Among the entries below, please repeat exactly and only the lines from the line containing "pub fn is_validation(&self)" to the line containing "pub(crate) fn check_confidence(confidence: f64)", both lines included.

* * * * *

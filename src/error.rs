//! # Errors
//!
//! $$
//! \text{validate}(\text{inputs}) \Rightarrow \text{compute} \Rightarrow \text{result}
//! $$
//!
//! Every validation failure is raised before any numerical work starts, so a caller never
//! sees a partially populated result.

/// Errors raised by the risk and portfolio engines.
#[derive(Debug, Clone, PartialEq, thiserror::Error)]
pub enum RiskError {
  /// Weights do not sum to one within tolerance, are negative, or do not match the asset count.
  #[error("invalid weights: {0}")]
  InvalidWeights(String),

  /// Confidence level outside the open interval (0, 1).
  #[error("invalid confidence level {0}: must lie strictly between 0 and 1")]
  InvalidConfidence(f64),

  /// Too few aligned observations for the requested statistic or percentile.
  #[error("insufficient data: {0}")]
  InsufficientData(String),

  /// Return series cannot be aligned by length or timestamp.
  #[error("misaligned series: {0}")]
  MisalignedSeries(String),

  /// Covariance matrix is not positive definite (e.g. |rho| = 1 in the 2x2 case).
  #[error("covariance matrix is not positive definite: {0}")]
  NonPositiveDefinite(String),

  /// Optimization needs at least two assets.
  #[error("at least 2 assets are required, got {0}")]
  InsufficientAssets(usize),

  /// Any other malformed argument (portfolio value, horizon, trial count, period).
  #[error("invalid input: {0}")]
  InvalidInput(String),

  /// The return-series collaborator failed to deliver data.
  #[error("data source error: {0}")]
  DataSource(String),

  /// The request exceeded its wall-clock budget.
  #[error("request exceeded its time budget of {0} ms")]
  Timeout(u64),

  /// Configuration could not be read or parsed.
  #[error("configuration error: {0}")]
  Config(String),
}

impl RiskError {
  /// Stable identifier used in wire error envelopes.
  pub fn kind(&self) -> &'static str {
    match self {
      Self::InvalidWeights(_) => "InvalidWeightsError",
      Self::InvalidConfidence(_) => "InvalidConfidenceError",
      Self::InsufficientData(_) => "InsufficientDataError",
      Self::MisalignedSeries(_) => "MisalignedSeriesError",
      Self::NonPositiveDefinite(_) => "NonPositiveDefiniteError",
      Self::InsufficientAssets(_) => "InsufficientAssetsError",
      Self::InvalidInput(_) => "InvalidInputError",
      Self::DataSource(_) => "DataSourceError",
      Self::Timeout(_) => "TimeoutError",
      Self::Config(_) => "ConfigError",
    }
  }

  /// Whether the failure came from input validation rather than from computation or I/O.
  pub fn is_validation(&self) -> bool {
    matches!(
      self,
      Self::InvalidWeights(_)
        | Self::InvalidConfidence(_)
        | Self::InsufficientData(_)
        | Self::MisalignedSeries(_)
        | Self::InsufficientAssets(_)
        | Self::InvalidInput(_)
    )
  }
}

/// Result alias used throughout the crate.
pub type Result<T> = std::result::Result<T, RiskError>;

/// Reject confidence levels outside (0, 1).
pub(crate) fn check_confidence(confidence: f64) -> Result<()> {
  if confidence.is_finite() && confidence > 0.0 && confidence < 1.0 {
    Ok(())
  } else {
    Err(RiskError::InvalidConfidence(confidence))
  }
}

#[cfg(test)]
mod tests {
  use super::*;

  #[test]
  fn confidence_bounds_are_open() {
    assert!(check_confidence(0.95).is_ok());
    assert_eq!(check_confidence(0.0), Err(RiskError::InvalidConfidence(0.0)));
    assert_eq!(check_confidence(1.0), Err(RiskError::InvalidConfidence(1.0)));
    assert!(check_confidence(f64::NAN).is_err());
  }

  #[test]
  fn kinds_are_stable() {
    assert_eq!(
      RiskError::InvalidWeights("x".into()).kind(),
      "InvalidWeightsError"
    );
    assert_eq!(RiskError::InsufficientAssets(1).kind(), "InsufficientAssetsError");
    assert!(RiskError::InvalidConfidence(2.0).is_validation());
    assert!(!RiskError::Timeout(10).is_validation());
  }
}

* * * * *

## Exercise result
  pub fn is_validation(&self) -> bool {
    matches!(
      self,
      Self::InvalidWeights(_)
        | Self::InvalidConfidence(_)
        | Self::InsufficientData(_)
        | Self::MisalignedSeries(_)
        | Self::InsufficientAssets(_)
        | Self::InvalidInput(_)
    )
  }
}

/// Result alias used throughout the crate.
pub type Result<T> = std::result::Result<T, RiskError>;

/// Reject confidence levels outside (0, 1).
pub(crate) fn check_confidence(confidence: f64) -> Result<()> {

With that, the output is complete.